O título parece-me encerrar uma contradição primária. De facto só pode haver política de saúde se houver política na saúde. Há sempre política (que significa polis?) na saúde. Hoje está em voga a deriva populista de estar sempre contra os políticos e a política. Chegando-se ao ponto de negar a existência de política (assim sendo a polis não existe!!).
Paradoxalmente o Partido Socialista que , em lágrimas de crocodilo diz estar preocupado com o Sistema Nacional de Saúde, tem sido o seu coveiro pelo apoio dado à Medicina Convencionada ajudada a crescer pelo respectivo apoio abrindo novas convenções em sítios onde já existem chegando , por vezes, e sobrando em verdadeira autofagia em que os pequenos são devorados pelos grandes grupos económicos que militam no campo da saúde.

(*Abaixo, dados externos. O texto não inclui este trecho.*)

//! Conversion between a parameter store and the 2790-byte patch image.

use log::{debug, trace};

use super::error::DecodeError;
use super::layout::{
    Field, FxBlock, Kind, Version, FX_TYPES, IMAGE_SIZE, LAYOUT, MYSTERY_BYTES, VERSION_OFFSET,
    WRITE_MODE,
};
use super::store::ParamStore;

/// Builds a 2.0.0-format image from `store`. Keys missing from the store
/// are written as zero, or as their minimum when zero is out of range.
pub fn encode_image<S: ParamStore + ?Sized>(store: &S) -> Vec<u8> {
    let mut image = vec![0u8; IMAGE_SIZE];
    image[0] = WRITE_MODE;
    image[VERSION_OFFSET] = Version::V2_0.tag();
    for (offset, byte) in MYSTERY_BYTES {
        image[offset] = byte;
    }
    for field in &LAYOUT.fields {
        write_field(&mut image, field, store);
    }
    for fx in &LAYOUT.fx {
        write_fx(&mut image, fx, store);
    }
    debug!(
        "encoded patch image for \"{}\"",
        store.text("name").unwrap_or_default()
    );
    image
}

/// Loads every field of `image` into `store`. Fields introduced after the
/// image's format version are left untouched.
pub fn decode_image<S: ParamStore + ?Sized>(
    image: &[u8],
    store: &mut S,
) -> Result<Version, DecodeError> {
    if image.len() != IMAGE_SIZE {
        return Err(DecodeError::WrongImageSize(image.len()));
    }
    let tag = image[VERSION_OFFSET];
    let version = Version::from_tag(tag).ok_or(DecodeError::UnknownVersion(tag))?;
    for field in LAYOUT.fields.iter().filter(|f| f.since <= version) {
        read_field(image, field, store);
    }
    // The effect type decides which keys the parameter block belongs to, so
    // the plain fields must be loaded first.
    for fx in &LAYOUT.fx {
        read_fx(image, fx, store);
    }
    debug!(
        "decoded {version:?} patch image \"{}\"",
        store.text("name").unwrap_or_default()
    );
    Ok(version)
}

/// Points an encoded image at a different bank and slot.
pub fn set_location(image: &mut [u8], bank: u8, number: u8) {
    image[2] = bank;
    image[3] = number;
}

fn default_value(field: &Field) -> i32 {
    0.clamp(field.min, field.max)
}

fn write_field<S: ParamStore + ?Sized>(image: &mut [u8], field: &Field, store: &S) {
    let o = field.offset;
    if let Kind::Text(len) = field.kind {
        let text = store.text(&field.key).unwrap_or_default();
        let mut bytes = text.bytes().take(len);
        for b in &mut image[o..o + len] {
            *b = bytes.next().unwrap_or(b' ');
        }
        return;
    }
    let value = store
        .value(&field.key)
        .unwrap_or_else(|| default_value(field))
        .clamp(field.min, field.max);
    trace!("{} = {value} at {o}", field.key);
    match field.kind {
        Kind::U8 => image[o] = value as u8,
        Kind::S8 => image[o] = value as i8 as u8,
        Kind::U16 => image[o..o + 2].copy_from_slice(&(value as u16).to_le_bytes()),
        Kind::S16 => image[o..o + 2].copy_from_slice(&(value as i16).to_le_bytes()),
        Kind::Flag(bit) => image[o] = bit.set(image[o], value != 0),
        Kind::Split { rem } => {
            image[o] = (value / 10) as u8;
            image[rem] = (value % 10) as u8;
        }
        Kind::Text(_) => {}
    }
}

fn read_field<S: ParamStore + ?Sized>(image: &[u8], field: &Field, store: &mut S) {
    let o = field.offset;
    let value = match field.kind {
        Kind::Text(len) => {
            let text: String = image[o..o + len]
                .iter()
                .map(|&b| if (0x20..0x7F).contains(&b) { b as char } else { ' ' })
                .collect();
            // Trailing padding is not part of the name.
            store.set_text(&field.key, text.trim_end());
            return;
        }
        Kind::U8 => i32::from(image[o]),
        Kind::S8 => i32::from(image[o] as i8),
        Kind::U16 => i32::from(u16::from_le_bytes([image[o], image[o + 1]])),
        Kind::S16 => i32::from(i16::from_le_bytes([image[o], image[o + 1]])),
        Kind::Flag(bit) => bit.get(image[o]),
        Kind::Split { rem } => i32::from(image[o]) * 10 + i32::from(image[rem]),
    };
    trace!("{} = {value} from {o}", field.key);
    store.set_value(&field.key, value);
}

fn current_fx_type<S: ParamStore + ?Sized>(fx: &FxBlock, store: &S) -> i32 {
    store
        .value(&fx.type_key())
        .unwrap_or(0)
        .clamp(0, FX_TYPES - 1)
}

fn write_fx<S: ParamStore + ?Sized>(image: &mut [u8], fx: &FxBlock, store: &S) {
    let fx_type = current_fx_type(fx, store);
    if fx_type == 0 {
        return;
    }
    for param in 1..=5 {
        let value = store.value(&fx.param_key(fx_type, param)).unwrap_or(0);
        let o = fx.param_offset(param);
        image[o..o + 2].copy_from_slice(&(value as u16).to_le_bytes());
    }
}

fn read_fx<S: ParamStore + ?Sized>(image: &[u8], fx: &FxBlock, store: &mut S) {
    let fx_type = current_fx_type(fx, store);
    if fx_type == 0 {
        return;
    }
    for param in 1..=5 {
        let o = fx.param_offset(param);
        let value = i32::from(u16::from_le_bytes([image[o], image[o + 1]]));
        store.set_value(&fx.param_key(fx_type, param), value);
    }
}

#[cfg(test)]
mod tests {
    use super::*;
    use crate::hydrasynth::store::Patch;

    fn sample() -> Patch {
        let mut p = Patch::init();
        p.set_text("name", "Glass Pad");
        p.set_text("macro3name", "Shimmer");
        p.set_value("category", 13);
        p.set_value("color", 7);
        p.set_value("osc1semi", -12);
        p.set_value("osc2cent", -37);
        p.set_value("osc1type", 200);
        p.set_value("voiceglidelegato", 1);
        p.set_value("voicewarmmode", 1);
        p.set_value("reverbpredelay", 873);
        p.set_value("modmatrix4modtarget", 5);
        p.set_value("lfo5step64", 1000);
        p.set_value("prefxtype", 4);
        p.set_value("prefx4param5", 300);
        p.set_value("postfxtype", 8);
        p.set_value("postfx8param1", 900);
        p.set_value("env2trigsrc4", 9);
        p.set_value("arpchance", 60);
        p
    }

    #[test]
    fn image_round_trips() {
        let original = sample();
        let image = encode_image(&original);
        assert_eq!(image.len(), IMAGE_SIZE);
        let mut decoded = Patch::init();
        assert_eq!(decode_image(&image, &mut decoded), Ok(Version::V2_0));
        for (key, value) in original.values() {
            assert_eq!(decoded.value(key), Some(value), "{key}");
        }
        for (key, text) in original.texts() {
            assert_eq!(decoded.text(key), Some(text), "{key}");
        }
    }

    #[test]
    fn names_with_trailing_spaces_round_trip() {
        let mut original = Patch::init();
        original.set_text("name", "Lead  ");
        original.set_text("macro8name", " Air");
        let mut decoded = Patch::new();
        decode_image(&encode_image(&original), &mut decoded).unwrap();
        assert_eq!(decoded.text("name"), Some("Lead"));
        assert_eq!(decoded.texts(), original.texts());
    }

    #[test]
    fn split_and_signed_fields_land_where_expected() {
        let image = encode_image(&sample());
        assert_eq!(image[466], 87);
        assert_eq!(image[2300], 3);
        assert_eq!(image[64 + 3], (-12i8) as u8);
        assert_eq!(&image[104 + 4..104 + 6], &(-37i16).to_le_bytes());
        assert_eq!(image[42], 0x02);
        assert_eq!(image[43], 0x02);
        assert_eq!(&image[9..25], b"Glass Pad       ");
    }

    #[test]
    fn only_the_selected_fx_block_is_written() {
        let mut p = sample();
        p.set_value("prefx1param1", 777);
        let image = encode_image(&p);
        assert_eq!(&image[446..448], &300u16.to_le_bytes());
        assert_ne!(&image[438..440], &777u16.to_le_bytes());

        p.set_value("prefxtype", 0);
        let image = encode_image(&p);
        assert!(image[438..448].iter().all(|&b| b == 0));
    }

    #[test]
    fn inactive_fx_keys_survive_decode() {
        let image = encode_image(&sample());
        let mut target = Patch::init();
        target.set_value("prefx1param1", 555);
        decode_image(&image, &mut target).unwrap();
        assert_eq!(target.value("prefx1param1"), Some(555));
        assert_eq!(target.value("prefx4param5"), Some(300));
    }

    #[test]
    fn out_of_range_fx_type_is_clamped() {
        let mut image = encode_image(&sample());
        image[432] = 42;
        let mut p = Patch::new();
        decode_image(&image, &mut p).unwrap();
        // The type field itself is clamped by the store, and the block is
        // read as the last effect type.
        assert_eq!(p.value("prefxtype"), Some(9));
        assert!(p.value("prefx9param1").is_some());
    }

    #[test]
    fn version_1_5_leaves_new_fields_alone() {
        let mut image = encode_image(&sample());
        image[VERSION_OFFSET] = Version::V1_5.tag();
        let mut p = Patch::init();
        p.set_value("arpchance", 11);
        assert_eq!(decode_image(&image, &mut p), Ok(Version::V1_5));
        assert_eq!(p.value("arpchance"), Some(11));
        assert_eq!(p.value("reverbpredelay"), Some(873));
    }

    #[test]
    fn bad_images_are_rejected() {
        let mut p = Patch::new();
        assert_eq!(
            decode_image(&[0u8; 100], &mut p),
            Err(DecodeError::WrongImageSize(100))
        );
        let mut image = encode_image(&sample());
        image[VERSION_OFFSET] = 0x42;
        assert_eq!(
            decode_image(&image, &mut p),
            Err(DecodeError::UnknownVersion(0x42))
        );
    }

    #[test]
    fn mystery_bytes_are_always_present() {
        let image = encode_image(&Patch::new());
        assert_eq!(image[0], WRITE_MODE);
        for (offset, byte) in MYSTERY_BYTES {
            assert_eq!(image[offset], byte);
        }
    }
}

Atrevo-me a pedir, depois de agradecer este sua lúcida e competente análise, ao Professor José Fragata um comentário sobre a expulsão de antigos familiares de beneficiários da ADSE, em alguns casos, idosos, doentes crónicos ou deficientes por usufruírem de pequenas reformas da Segurança Social para a qual descontaram.
Esta minha questão tem esbarrado no muro do silêncio ou na evocação de legislação imoral que coloca os portugueses contemporâneos na posição dos gregos de Antiga Grécia que eram atirados de ravinas abaixo ou lançados ao rio para não pesarem no erário público em que os escândalos de corrupção são moeda frequente, quase diária. Poupa-se no farelo dos gastos com uma população em fim de vida, doentes, deficientes para gastar com a farinha de corruptos ou argentários. Cantou Edith Piaff "La vien rose", hoje substituída pela vida negra dos expulsos da ADSE.
Errata: Nas duas últimas linha do meu comentário anterior, escrevi "La vien rose". Corrijo para La vie en rose.